Machine learning model guides smarter gene selection in newborn screening

Download PDF Copy

Reviewed

Mass General BrighamMay 10 2025

More than a decade ago, researchers launched the BabySeq Project, a pilot program to return newborn genomic sequencing results to parents and measure the effects on newborn care. Today, over 30 international initiatives are exploring the expansion of newborn screening using genomic sequencing (NBSeq), but a new study by researchers from Mass General Brigham highlights the substantial variability in gene selection among those programs. In a paper published in Genetics in Medicine, an official journal of the American College of Medical Genetics and Genomics, they offer a data-driven approach to prioritizing genes for public health consideration.

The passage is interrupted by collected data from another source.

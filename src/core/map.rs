//! The map core: one owner for the surface and every component that
//! touches it.
//!
//! Surface events come in through [`MapCore::dispatch`], host requests
//! through the setters (or a [`MapHandle`] from other threads), and
//! deferred work through the UI queue drained by [`MapCore::pump`].
//! Host notifications go out on the [`MapEvent`] channel returned by
//! [`MapCore::new`].

use crate::animation::clock::ScheduledFrameClock;
use crate::animation::markers::MarkerAnimationEngine;
use crate::core::annotation::Annotation;
use crate::core::camera::{cluster_zoom_target, Camera, CameraController};
use crate::core::config::MapConfig;
use crate::core::queue::{MapHandle, UiQueue, UiTask};
use crate::core::settings::{HeatmapPoint, LayerSettings, StyleMode};
use crate::core::viewport::{Viewport, ViewportEmitter};
use crate::data::sync::{AnnotationSyncEngine, RebuildContext, RebuildOutcome, RebuildStats};
use crate::input::events::{MapEvent, ScreenPoint, SurfaceEvent};
use crate::input::handler::{resolve_tap, TapAction};
use crate::layers::composer::LayerComposer;
use crate::plugins::base::AuxiliaryLayer;
use crate::plugins::heatmap::HeatmapLayerManager;
use crate::plugins::terrain::TerrainLayerManager;
use crate::prelude::{Arc, Instant};
use crate::runtime::Scheduler;
use crate::style::lifecycle::{StyleLifecycleController, StyleState, StyleTransition};
use crate::style::probe::ConnectivityProbe;
use crate::style::resources::{ResourceResolver, StyleResources};
use crate::traits::MapSurface;
use crate::Result;
use crossbeam_channel::{unbounded, Receiver, Sender};

pub struct MapCore<S: MapSurface> {
    config: Arc<MapConfig>,
    surface: S,
    queue: UiQueue,
    events: Sender<MapEvent>,
    style: StyleLifecycleController,
    composer: LayerComposer,
    sync: AnnotationSyncEngine,
    camera: CameraController,
    viewport: ViewportEmitter,
    animations: MarkerAnimationEngine,
    heatmap: HeatmapLayerManager,
    terrain: TerrainLayerManager,
    settings: LayerSettings,
}

impl<S: MapSurface> MapCore<S> {
    /// Wires the components together. Nothing touches the surface until
    /// [`start`](Self::start).
    pub fn new(
        surface: S,
        config: Arc<MapConfig>,
        scheduler: Arc<dyn Scheduler>,
        resolver: &dyn ResourceResolver,
        probe: Arc<dyn ConnectivityProbe>,
    ) -> (Self, Receiver<MapEvent>) {
        let queue = UiQueue::new();
        let (events, receiver) = unbounded();

        let resources = StyleResources::resolve(&config.style, resolver);
        let style = StyleLifecycleController::new(
            config.style.clone(),
            resources,
            probe,
            scheduler.clone(),
            queue.sender(),
        );
        let clock = ScheduledFrameClock::new(
            scheduler,
            queue.sender(),
            config.animation.frame_interval(),
        );

        let core = Self {
            composer: LayerComposer::new(config.clone()),
            sync: AnnotationSyncEngine::new(config.clone(), queue.sender()),
            camera: CameraController::new(config.camera.clone()),
            viewport: ViewportEmitter::new(config.viewport.clone()),
            animations: MarkerAnimationEngine::new(config.animation.clone(), Box::new(clock)),
            heatmap: HeatmapLayerManager::new(config.heatmap.clone()),
            terrain: TerrainLayerManager::new(config.terrain.clone()),
            settings: LayerSettings::default(),
            style,
            queue,
            events,
            surface,
            config,
        };
        (core, receiver)
    }

    /// Loads the initial style document
    pub fn start(&mut self) {
        let config = self.config.clone();
        let palette = config.palette(self.style.mode());
        let transition = self.style.start(&mut self.surface, palette);
        self.on_transition(transition);
    }

    /// Cross-thread handle posting onto this core's queue
    pub fn handle(&self) -> MapHandle {
        MapHandle::new(self.queue.sender())
    }

    pub fn config(&self) -> &MapConfig {
        &self.config
    }

    pub fn surface(&self) -> &S {
        &self.surface
    }

    pub fn surface_mut(&mut self) -> &mut S {
        &mut self.surface
    }

    pub fn style_state(&self) -> StyleState {
        self.style.state()
    }

    pub fn is_style_ready(&self) -> bool {
        self.style.is_style_ready()
    }

    pub fn style_controller(&self) -> &StyleLifecycleController {
        &self.style
    }

    pub fn layer_settings(&self) -> LayerSettings {
        self.settings
    }

    pub fn annotations(&self) -> &[Annotation] {
        self.sync.annotations()
    }

    pub fn rebuild_stats(&self) -> RebuildStats {
        self.sync.stats()
    }

    pub fn animations(&self) -> &MarkerAnimationEngine {
        &self.animations
    }

    pub fn last_viewport(&self) -> Option<&Viewport> {
        self.viewport.last_emitted()
    }

    /// Single entry point for surface events
    pub fn dispatch(&mut self, event: SurfaceEvent) {
        match event {
            SurfaceEvent::StyleLoaded => {
                let transition = self.style.on_style_loaded();
                self.on_transition(transition);
            }
            SurfaceEvent::StyleLoadFailed { reason } => {
                let transition = self.style.on_style_load_failed(&mut self.surface, &reason);
                self.on_transition(transition);
            }
            SurfaceEvent::RegionChanged => self.emit_viewport(false),
            SurfaceEvent::Tapped { point } => self.on_tap(point),
        }
    }

    /// Runs queued tasks in FIFO order, including tasks they queue. Returns
    /// how many ran.
    pub fn pump(&mut self) -> usize {
        let mut ran = 0;
        while let Some(task) = self.queue.try_next() {
            self.run_task(task);
            ran += 1;
        }
        ran
    }

    fn run_task(&mut self, task: UiTask) {
        match task {
            UiTask::SetAnnotations(annotations) => self.set_annotations(annotations),
            UiTask::Rebuild { generation } => self.run_rebuild(generation),
            UiTask::ApplySettings(settings) => self.set_layer_settings(settings),
            UiTask::SetCamera { camera, animated } => self.set_camera(camera, animated),
            UiTask::SetStyleMode(mode) => self.set_style_mode(mode),
            UiTask::SetHeatmap { points, show } => self.set_heatmap(points, show),
            UiTask::SetTerrain {
                enabled,
                exaggeration,
            } => self.set_terrain(enabled, exaggeration),
            UiTask::BounceMarkers(site_ids) => self.bounce_markers(site_ids),
            UiTask::CancelAnimations => self.cancel_animations(),
            UiTask::ProbeCompleted(outcome) => {
                let transition = self.style.on_probe_completed(&mut self.surface, outcome);
                self.on_transition(transition);
            }
            UiTask::ProbeRetry => self.style.on_probe_retry(),
            UiTask::Frame => self.tick_animations_at(Instant::now()),
            UiTask::Surface(event) => self.dispatch(event),
        }
    }

    /// Replaces the annotation list; the rebuild runs on the next `pump`
    pub fn set_annotations(&mut self, annotations: Vec<Annotation>) {
        self.sync.update(annotations);
    }

    /// Applies a host camera unless it is within epsilon of the last one
    pub fn set_camera(&mut self, camera: Option<Camera>, animated: bool) {
        let Some(camera) = camera else {
            return;
        };
        self.camera.set_camera(&mut self.surface, camera, animated);
    }

    pub fn set_layer_settings(&mut self, settings: LayerSettings) {
        self.settings = settings;
        self.apply_settings();
    }

    pub fn set_style_mode(&mut self, mode: StyleMode) {
        let config = self.config.clone();
        let transition = self
            .style
            .set_mode(&mut self.surface, mode, config.palette(mode));
        self.on_transition(transition);
    }

    /// Shows or hides the heatmap. While it is shown the marker overlays
    /// are hidden.
    pub fn set_heatmap(&mut self, points: Vec<HeatmapPoint>, show: bool) {
        let ready = self.style.is_style_ready();
        let was_shown = self.heatmap.is_enabled();
        let result = self.heatmap.update(&mut self.surface, points, show, ready);
        log_failure("heatmap update", result);
        if was_shown != show {
            self.apply_settings();
        }
    }

    pub fn set_terrain(&mut self, enabled: bool, exaggeration: f64) {
        let ready = self.style.is_style_ready();
        let result = self
            .terrain
            .update(&mut self.surface, enabled, exaggeration, ready);
        log_failure("terrain update", result);
    }

    /// Staggered bounce over `site_ids`
    pub fn bounce_markers(&mut self, site_ids: Vec<String>) {
        if self.animations.start_bounce(site_ids, Instant::now()) {
            self.emit(MapEvent::Haptic);
        }
    }

    pub fn cancel_animations(&mut self) {
        self.animations.cancel();
    }

    /// Samples running animations at `now` and emits their frames
    pub fn tick_animations_at(&mut self, now: Instant) {
        for frame in self.animations.tick(now) {
            self.emit(MapEvent::MarkerFrame(frame));
        }
    }

    fn on_transition(&mut self, transition: StyleTransition) {
        match transition {
            StyleTransition::Ready => self.on_style_ready(),
            StyleTransition::Failed => {
                log::error!("all style fallbacks exhausted");
                self.emit(MapEvent::LoadFailure);
            }
            StyleTransition::Loading | StyleTransition::None => {}
        }
    }

    /// Overlays, data, settings, auxiliary layers, then a viewport
    fn on_style_ready(&mut self) {
        match self.rebuild_now() {
            Ok(RebuildOutcome::Executed { features, layers }) => {
                log::debug!("style ready: {} features, {} layers", features, layers);
            }
            Ok(_) => {}
            Err(err) => log::error!("rebuild after style load failed: {}", err),
        }
        self.apply_settings();

        let result = self.heatmap.apply(&mut self.surface, true);
        log_failure("heatmap restore", result);
        let result = self.terrain.apply(&mut self.surface, true);
        log_failure("terrain restore", result);

        self.emit_viewport(true);
    }

    fn rebuild_now(&mut self) -> Result<RebuildOutcome> {
        let config = self.config.clone();
        let ctx = RebuildContext {
            composer: &self.composer,
            palette: config.palette(self.style.mode()),
            settings: &self.settings,
            heatmap_mode: self.heatmap.is_enabled(),
            style_ready: self.style.is_style_ready(),
        };
        self.sync.rebuild(&mut self.surface, &ctx)
    }

    fn run_rebuild(&mut self, generation: u64) {
        let config = self.config.clone();
        let ctx = RebuildContext {
            composer: &self.composer,
            palette: config.palette(self.style.mode()),
            settings: &self.settings,
            heatmap_mode: self.heatmap.is_enabled(),
            style_ready: self.style.is_style_ready(),
        };
        match self.sync.run_scheduled(generation, &mut self.surface, &ctx) {
            Ok(RebuildOutcome::Executed { features, .. }) => {
                log::debug!("rebuild {} wrote {} features", generation, features);
            }
            Ok(_) => {}
            Err(err) => log::error!("rebuild {} failed: {}", generation, err),
        }
    }

    fn apply_settings(&mut self) {
        if !self.style.is_style_ready() {
            return;
        }
        let config = self.config.clone();
        let result = self.composer.apply_settings(
            &mut self.surface,
            config.palette(self.style.mode()),
            &self.settings,
            self.heatmap.is_enabled(),
        );
        log_failure("layer settings", result);
    }

    fn on_tap(&mut self, point: ScreenPoint) {
        if !self.style.is_style_ready() {
            return;
        }
        match resolve_tap(&self.surface, point, self.composer.interactive_layer_ids()) {
            TapAction::ExpandCluster { coordinate, count } => {
                self.emit(MapEvent::ClusterTap { coordinate, count });
                let current = self
                    .surface
                    .visible_region()
                    .map(|(_, zoom)| zoom)
                    .or_else(|| self.camera.last_applied().map(|c| c.zoom))
                    .unwrap_or(0.0);
                let target = cluster_zoom_target(current, self.config.clustering.max_zoom);
                if target > current {
                    self.camera.fly_to(&mut self.surface, coordinate, target);
                }
            }
            TapAction::Select { id } => {
                let haptic = self.animations.start_selection(&id, Instant::now());
                self.emit(MapEvent::Select { id });
                if haptic {
                    self.emit(MapEvent::Haptic);
                }
            }
            TapAction::None => {}
        }
    }

    fn emit_viewport(&mut self, force: bool) {
        let Some((bounds, zoom)) = self.surface.visible_region() else {
            return;
        };
        let viewport = Viewport::new(bounds, zoom);
        let emitted = if force {
            Some(self.viewport.force(viewport))
        } else {
            self.viewport.on_region_change(viewport)
        };
        if let Some(viewport) = emitted {
            self.emit(MapEvent::RegionChange(viewport));
        }
    }

    fn emit(&self, event: MapEvent) {
        if self.events.send(event).is_err() {
            log::trace!("event receiver dropped");
        }
    }
}

fn log_failure(what: &str, result: Result<()>) {
    if let Err(err) = result {
        log::error!("{} failed: {}", what, err);
    }
}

It's critical that we be thoughtful about which genes and conditions are included in genomic newborn screening programs. By leveraging machine learning, we can provide a tool that helps policymakers and clinicians make more informed choices, ultimately improving the impact of genomic screening programs."

Nina Gold, MD, co-senior author, director of Prenatal Medical Genetics and Metabolism at Massachusetts General Hospital (MGH)

The authors introduce a machine learning model that brings structure and consistency to the selection of genes for NBSeq programs. This is the first publication from the International Consortium of Newborn Sequencing (ICoNS), founded in 2021 by senior author Robert C. Green, MD, MPH, director of the Genomes2People Research Program at Mass General Brigham, and David Bick, MD, PhD, of Genomics England in the United Kingdom.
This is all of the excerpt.